Hemifacial microsomia--a case report.
Hren, Natasa Ihan ; Drstvensek, Igor
1. INTRODUCTION
The human face holds many functions (eating, speaking, nonverbal
communication etc) which combined with its appearance define and affect
human psychosocial activities. Severe facial deformities, either
congenital, traumatic or consequences of tumour removal are treated by
reconstructive surgery procedures. The bone defects in maxillofacial
region can be replaced by patients' own bone by different surgical
principles as bone grafts or by engineering bone by distraction
osteogenesis (Bell, 1992). These different autogenous bone grafts are
"golden standard" for reconstruction procedures because they
provide osteogenic cells, but they are of limited quantity and connected
with risk of complications on donor site (Ellis III, 2003). The
allogenic grafts or homografts are taken from another individual of the
same species and need a lot of preparations before being used not to
induce immunologic response; similar is with bone from unhuman species.
So the need for bone substitutes--xenogenic grafts was the generator of
great progress in developing inorganic bone substitutes, as
biotechnology of bone cells cultivating. All these materials have
advantages and disadvantages, but there is no ideal material yet. A good
synthetic material needs to have following properties: biocompatibility,
inertness, bone-similar weight or even lighter, capability to generate
no artefacts on CT and MRI scans, ease of manufacturing, enough strength
to resist functional stress, not being expensive and low or no thermal
conductivity.
2. OBJECTIVES
The article presents the treatment of a severe facial deformity,
where surgical procedures with autogenous bone graft, distraction
osteogenesis, prefabricated and custom made xenogenic bone grafts were
performed. Twenty four year old mentally healthy man was born with
hemifacial microsomia. This is a severe asymmetry of facial bone and
soft tissues in vertical, sagital and transverse plane combined with
hearing impairment on the affected side (Proffit, 2003). He wasn't
treated before his adulthood; all surgical procedures were done in
Clinical department of maxillofacial and oral surgery, University
clinical centre Ljubljana. He was treated by classical ortognathic
surgical procedures (Le Fort I osteotomy and autogenous bone grafting)
and by a modern surgical technology as distraction osteogenesis of
mandible. After these bone surgical procedures the remaining defect of
bone and soft tissues was partially compensated with on-lay xenogenic
graft, later replaced with custom made titanium angular implant. His
images before and after surgical procedures are presented on fig.1.
[FIGURE 1 OMITTED]
3. METHOD
The treatment of an adult patient with hemifacial microsomia has
the goal to achieve bone symmetry as good as possible, more difficult is
to compensate the soft tissue deficiency. In presented patient the first
surgery procedure was producing vertical part of his left lower jaw by
distraction osteogenesis (fig.2).
Than his upper jaw was elongated and rotated by LeFort I osteotomy
and his autogenous bone grafting (fig. 3). Because of the transverse
discrepancy the on-lay xenogenic graft (Medpore mandible on-lay graft)

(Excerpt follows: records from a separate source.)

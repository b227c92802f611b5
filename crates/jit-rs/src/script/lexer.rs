//! Indentation-aware tokenizer for the scripting language.
//!
//! A line break at bracket depth zero becomes one of:
//! - `Indent` when the next line is indented deeper,
//! - `Newline` when it stays at the same depth,
//! - one `Dedent` per closed block when it is shallower.
//!
//! No `Newline` precedes a run of `Dedent`s; the parser treats a dedent as an
//! implied end of line.

use super::parser::ParseError;
use crate::ir::SourceRange;
use std::fmt;
use std::sync::Arc;

#[derive(Debug, Clone, Copy, PartialEq, Eq, Hash)]
pub enum TokenKind {
    Eof,
    Newline,
    Indent,
    Dedent,
    Number,
    Ident,
    // keywords
    Def,
    If,
    Else,
    Elif,
    While,
    Global,
    Return,
    And,
    Or,
    Not,
    True,
    False,
    Float,
    Double,
    Int,
    Long,
    // operators
    Plus,
    Minus,
    Star,
    Slash,
    At,
    Pow,
    Lt,
    Gt,
    EqEq,
    Ne,
    Le,
    Ge,
    Assign,
    PlusEq,
    MinusEq,
    TimesEq,
    DivEq,
    LParen,
    RParen,
    LBracket,
    RBracket,
    Comma,
    Colon,
    Dot,
}

const KEYWORDS: &[(&str, TokenKind)] = &[
    ("def", TokenKind::Def),
    ("if", TokenKind::If),
    ("else", TokenKind::Else),
    ("elif", TokenKind::Elif),
    ("while", TokenKind::While),
    ("global", TokenKind::Global),
    ("return", TokenKind::Return),
    ("and", TokenKind::And),
    ("or", TokenKind::Or),
    ("not", TokenKind::Not),
    ("True", TokenKind::True),
    ("False", TokenKind::False),
    ("float", TokenKind::Float),
    ("double", TokenKind::Double),
    ("int", TokenKind::Int),
    ("long", TokenKind::Long),
];

// Longest operators first.
const OPERATORS: &[(&str, TokenKind)] = &[
    ("**", TokenKind::Pow),
    ("==", TokenKind::EqEq),
    ("!=", TokenKind::Ne),
    ("<=", TokenKind::Le),
    (">=", TokenKind::Ge),
    ("+=", TokenKind::PlusEq),
    ("-=", TokenKind::MinusEq),
    ("*=", TokenKind::TimesEq),
    ("/=", TokenKind::DivEq),
    ("+", TokenKind::Plus),
    ("-", TokenKind::Minus),
    ("*", TokenKind::Star),
    ("/", TokenKind::Slash),
    ("@", TokenKind::At),
    ("<", TokenKind::Lt),
    (">", TokenKind::Gt),
    ("=", TokenKind::Assign),
    ("(", TokenKind::LParen),
    (")", TokenKind::RParen),
    ("[", TokenKind::LBracket),
    ("]", TokenKind::RBracket),
    (",", TokenKind::Comma),
    (":", TokenKind::Colon),
    (".", TokenKind::Dot),
];

impl TokenKind {
    pub fn describe(self) -> &'static str {
        match self {
            TokenKind::Eof => "end of input",
            TokenKind::Newline => "newline",
            TokenKind::Indent => "indent",
            TokenKind::Dedent => "dedent",
            TokenKind::Number => "number",
            TokenKind::Ident => "identifier",
            other => KEYWORDS
                .iter()
                .chain(OPERATORS)
                .find(|(_, kind)| *kind == other)
                .map(|(text, _)| *text)
                .unwrap_or("token"),
        }
    }
}

impl fmt::Display for TokenKind {
    fn fmt(&self, f: &mut fmt::Formatter<'_>) -> fmt::Result {
        match self {
            TokenKind::Eof
            | TokenKind::Newline
            | TokenKind::Indent
            | TokenKind::Dedent
            | TokenKind::Number
            | TokenKind::Ident => f.write_str(self.describe()),
            _ => write!(f, "'{}'", self.describe()),
        }
    }
}

#[derive(Debug, Clone)]
pub struct Token {
    pub kind: TokenKind,
    pub range: SourceRange,
}

impl Token {
    pub fn text(&self) -> &str {
        self.range.text()
    }
}

/// Tokenizes `source` completely.
pub fn tokenize(source: &str) -> Result<Vec<Token>, ParseError> {
    Lexer::new(source).run()
}

struct Lexer {
    source: Arc<str>,
    pos: usize,
    nesting: usize,
    indents: Vec<usize>,
    tokens: Vec<Token>,
}

impl Lexer {
    fn new(source: &str) -> Self {
        Lexer {
            source: Arc::from(source),
            pos: 0,
            nesting: 0,
            indents: vec![0],
            tokens: Vec::new(),
        }
    }

    fn range(&self, start: usize, end: usize) -> SourceRange {
        SourceRange::new(Arc::clone(&self.source), start, end)
    }

    fn push(&mut self, kind: TokenKind, start: usize, end: usize) {
        let range = self.range(start, end);
        self.tokens.push(Token { kind, range });
    }

    fn peek(&self) -> Option<u8> {
        self.source.as_bytes().get(self.pos).copied()
    }

    fn run(mut self) -> Result<Vec<Token>, ParseError> {
        // Leading blank lines and the first line's indentation do not count.
        self.skip_blank_lines();
        loop {
            self.skip_inline_whitespace();
            let Some(c) = self.peek() else { break };
            let start = self.pos;
            match c {
                b'\n' => {
                    self.pos += 1;
                    if self.nesting == 0 {
                        self.line_break(start)?;
                    }
                }
                b'0'..=b'9' => self.number(),
                b'.' if self.digit_at(self.pos + 1) => self.number(),
                c if c == b'_' || c.is_ascii_alphabetic() => self.word(),
                _ => self.operator()?,
            }
        }
        let end = self.source.len();
        while self.indents.len() > 1 {
            self.indents.pop();
            self.push(TokenKind::Dedent, end, end);
        }
        self.push(TokenKind::Eof, end, end);
        Ok(self.tokens)
    }

    fn skip_inline_whitespace(&mut self) {
        while let Some(c) = self.peek() {
            match c {
                b' ' | b'\t' | b'\r' => self.pos += 1,
                b'#' => {
                    while !matches!(self.peek(), None | Some(b'\n')) {
                        self.pos += 1;
                    }
                }
                b'\n' if self.nesting > 0 => self.pos += 1,
                _ => break,
            }
        }
    }

    /// Skips whitespace-only and comment-only lines; returns the indentation
    /// of the first line with content.
    fn skip_blank_lines(&mut self) -> usize {
        loop {
            let line_start = self.pos;
            while matches!(self.peek(), Some(b' ' | b'\t' | b'\r')) {
                self.pos += 1;
            }
            let depth = self.pos - line_start;
            if self.peek() == Some(b'#') {
                while !matches!(self.peek(), None | Some(b'\n')) {
                    self.pos += 1;
                }
            }
            match self.peek() {
                Some(b'\n') => self.pos += 1,
                _ => return depth,
            }
        }
    }

    fn line_break(&mut self, newline_at: usize) -> Result<(), ParseError> {
        let depth = self.skip_blank_lines();
        if self.peek().is_none() {
            // Trailing newlines close every block at the end of input.
            return Ok(());
        }
        let current = *self.indents.last().unwrap_or(&0);
        if depth > current {
            self.indents.push(depth);
            self.push(TokenKind::Indent, newline_at, self.pos);
        } else if depth == current {
            self.push(TokenKind::Newline, newline_at, newline_at + 1);
        } else {
            while depth < *self.indents.last().unwrap_or(&0) {
                self.indents.pop();
                self.push(TokenKind::Dedent, newline_at, self.pos);
            }
            if depth != *self.indents.last().unwrap_or(&0) {
                return Err(ParseError::new(
                    self.range(newline_at, self.pos),
                    "dedent does not match any enclosing indentation level",
                ));
            }
        }
        Ok(())
    }

    fn digit_at(&self, pos: usize) -> bool {
        self.source
            .as_bytes()
            .get(pos)
            .is_some_and(|c| c.is_ascii_digit())
    }

    // Type suffixes such as `LL` or `f` are left for the next token.
    fn number(&mut self) {
        let start = self.pos;
        let bytes = self.source.as_bytes();
        while self.peek().is_some_and(|c| c.is_ascii_digit()) {
            self.pos += 1;
        }
        if self.peek() == Some(b'.') {
            self.pos += 1;
            while self.peek().is_some_and(|c| c.is_ascii_digit()) {
                self.pos += 1;
            }
        }
        if matches!(self.peek(), Some(b'e' | b'E')) {
            let mut exp = self.pos + 1;
            if matches!(bytes.get(exp), Some(b'+' | b'-')) {
                exp += 1;
            }
            if self.digit_at(exp) {
                self.pos = exp;
                while self.peek().is_some_and(|c| c.is_ascii_digit()) {
                    self.pos += 1;
                }
            }
        }
        self.push(TokenKind::Number, start, self.pos);
    }

    fn word(&mut self) {
        let start = self.pos;
        while self
            .peek()
            .is_some_and(|c| c == b'_' || c.is_ascii_alphanumeric())
        {
            self.pos += 1;
        }
        let text = &self.source[start..self.pos];
        let kind = KEYWORDS
            .iter()
            .find(|(keyword, _)| *keyword == text)
            .map_or(TokenKind::Ident, |(_, kind)| *kind);
        self.push(kind, start, self.pos);
    }

    fn operator(&mut self) -> Result<(), ParseError> {
        let start = self.pos;
        let rest = &self.source[start..];
        let Some(&(text, kind)) = OPERATORS.iter().find(|(text, _)| rest.starts_with(text)) else {
            let width = rest.chars().next().map_or(1, char::len_utf8);
            return Err(ParseError::new(
                self.range(start, start + width),
                format!("unexpected character {:?}", &rest[..width]),
            ));
        };
        match kind {
            TokenKind::LParen | TokenKind::LBracket => self.nesting += 1,
            TokenKind::RParen | TokenKind::RBracket => self.nesting = self.nesting.saturating_sub(1),
            _ => {}
        }
        self.pos += text.len();
        self.push(kind, start, self.pos);
        Ok(())
    }
}

#[cfg(test)]
mod tests {
    use super::*;

    fn kinds(source: &str) -> Vec<TokenKind> {
        tokenize(source)
            .expect("tokenize")
            .into_iter()
            .map(|t| t.kind)
            .collect()
    }

    #[test]
    fn dedent_is_not_preceded_by_newline() {
        use TokenKind::*;
        assert_eq!(
            kinds("def f(x):\n  y = x\n  return y\n"),
            vec![
                Def, Ident, LParen, Ident, RParen, Colon, Indent, Ident, Assign, Ident, Newline,
                Return, Ident, Dedent, Eof
            ]
        );
    }

    #[test]
    fn brackets_suppress_newlines_and_comments_are_skipped() {
        use TokenKind::*;
        assert_eq!(
            kinds("f(a, # first\n  b)\n\n# trailing\n"),
            vec![Ident, LParen, Ident, Comma, Ident, RParen, Eof]
        );
    }

    #[test]
    fn numeric_suffix_is_a_separate_identifier() {
        let tokens = tokenize("3LL + 2.5f ** 1e3").expect("tokenize");
        let texts: Vec<&str> = tokens.iter().map(Token::text).collect();
        assert_eq!(texts, vec!["3", "LL", "+", "2.5", "f", "**", "1e3", ""]);
    }

    #[test]
    fn inconsistent_dedent_is_rejected() {
        let err = tokenize("if a:\n    b\n  c\n").expect_err("bad indentation");
        assert!(err.to_string().contains("dedent"), "{err}");
    }
}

was performed, but it was removed after more than one year because of
the inflammation. Than we decided for custom made titanium angular
implant (fig. 4), which was prepared on the basis of computer tomography
(CT) scans, Computer Aided Design (CAD) and Rapid Manufacturing
technologies (Laboratory for Intelligent Manufacturing Systems, of the
University of Maribor, Faculty of Mechanical Engineering).
[FIGURE 2 OMITTED]
4. IMPLANT PRODUCTION
The production of bone implants starts by capturing a
three-dimensional data set of the problematic area (scull, face,
mandibular area ...). Usual and the most common way is transformation of
sets of CT or MRI two-dimensional pictures into a three-dimensional,
digital model. The model is then used as a base on which the modeling of
defective--missing area takes place. If the defect is positioned in an
area that has its "mirror image" on another side of the body
than the form of the implant can relatively easily be produced by means
of Boolean operators. In a case of "mirror less" features some
more sophisticated methods and dedicated software have to be used to
finish the implant. Presented case study deals with mirroring and some
special finishing methods performed by dedicated animation software.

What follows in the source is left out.